PROBLEM DESCRIPTION: Copy each line below that contains "match".

GIVEN INFORMATION:
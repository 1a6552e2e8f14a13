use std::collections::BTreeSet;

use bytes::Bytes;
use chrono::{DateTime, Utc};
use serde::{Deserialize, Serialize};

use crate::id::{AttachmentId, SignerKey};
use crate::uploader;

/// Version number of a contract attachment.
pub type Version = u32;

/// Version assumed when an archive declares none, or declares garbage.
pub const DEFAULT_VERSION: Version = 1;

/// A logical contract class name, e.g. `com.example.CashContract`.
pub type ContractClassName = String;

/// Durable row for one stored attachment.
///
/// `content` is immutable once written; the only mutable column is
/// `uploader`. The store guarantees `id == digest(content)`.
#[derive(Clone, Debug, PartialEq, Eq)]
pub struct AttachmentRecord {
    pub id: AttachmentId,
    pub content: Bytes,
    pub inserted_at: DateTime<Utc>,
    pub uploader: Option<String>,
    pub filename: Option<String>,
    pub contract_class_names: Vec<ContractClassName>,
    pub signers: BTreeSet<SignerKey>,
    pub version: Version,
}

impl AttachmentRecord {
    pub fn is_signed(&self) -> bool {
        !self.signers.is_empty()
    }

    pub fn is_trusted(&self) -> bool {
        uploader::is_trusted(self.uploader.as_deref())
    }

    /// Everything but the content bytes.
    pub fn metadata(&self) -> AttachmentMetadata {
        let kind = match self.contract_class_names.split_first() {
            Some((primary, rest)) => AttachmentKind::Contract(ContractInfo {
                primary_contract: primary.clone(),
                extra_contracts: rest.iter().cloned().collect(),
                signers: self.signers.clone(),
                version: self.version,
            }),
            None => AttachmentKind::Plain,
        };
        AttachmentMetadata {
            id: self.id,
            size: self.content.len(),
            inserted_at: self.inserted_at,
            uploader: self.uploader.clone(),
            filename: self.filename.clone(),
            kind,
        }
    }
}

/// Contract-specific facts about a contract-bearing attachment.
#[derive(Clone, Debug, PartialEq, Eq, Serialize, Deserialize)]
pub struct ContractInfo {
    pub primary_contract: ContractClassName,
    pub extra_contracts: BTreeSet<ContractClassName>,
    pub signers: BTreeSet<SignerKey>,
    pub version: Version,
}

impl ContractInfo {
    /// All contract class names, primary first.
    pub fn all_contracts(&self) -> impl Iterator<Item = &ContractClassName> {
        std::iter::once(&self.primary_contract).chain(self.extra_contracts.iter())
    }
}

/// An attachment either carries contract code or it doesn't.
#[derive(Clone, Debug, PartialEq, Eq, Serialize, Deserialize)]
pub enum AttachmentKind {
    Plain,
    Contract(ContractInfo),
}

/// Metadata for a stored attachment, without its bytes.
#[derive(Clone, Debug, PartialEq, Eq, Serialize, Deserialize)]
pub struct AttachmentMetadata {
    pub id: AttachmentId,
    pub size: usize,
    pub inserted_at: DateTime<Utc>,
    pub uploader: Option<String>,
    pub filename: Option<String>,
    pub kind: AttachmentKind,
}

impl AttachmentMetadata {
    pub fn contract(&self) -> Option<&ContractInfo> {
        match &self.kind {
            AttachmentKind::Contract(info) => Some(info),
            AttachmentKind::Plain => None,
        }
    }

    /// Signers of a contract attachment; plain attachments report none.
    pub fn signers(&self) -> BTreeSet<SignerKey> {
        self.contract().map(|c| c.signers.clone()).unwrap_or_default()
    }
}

EXERCISE ANSWER:
        let kind = match self.contract_class_names.split_first() {
        match &self.kind {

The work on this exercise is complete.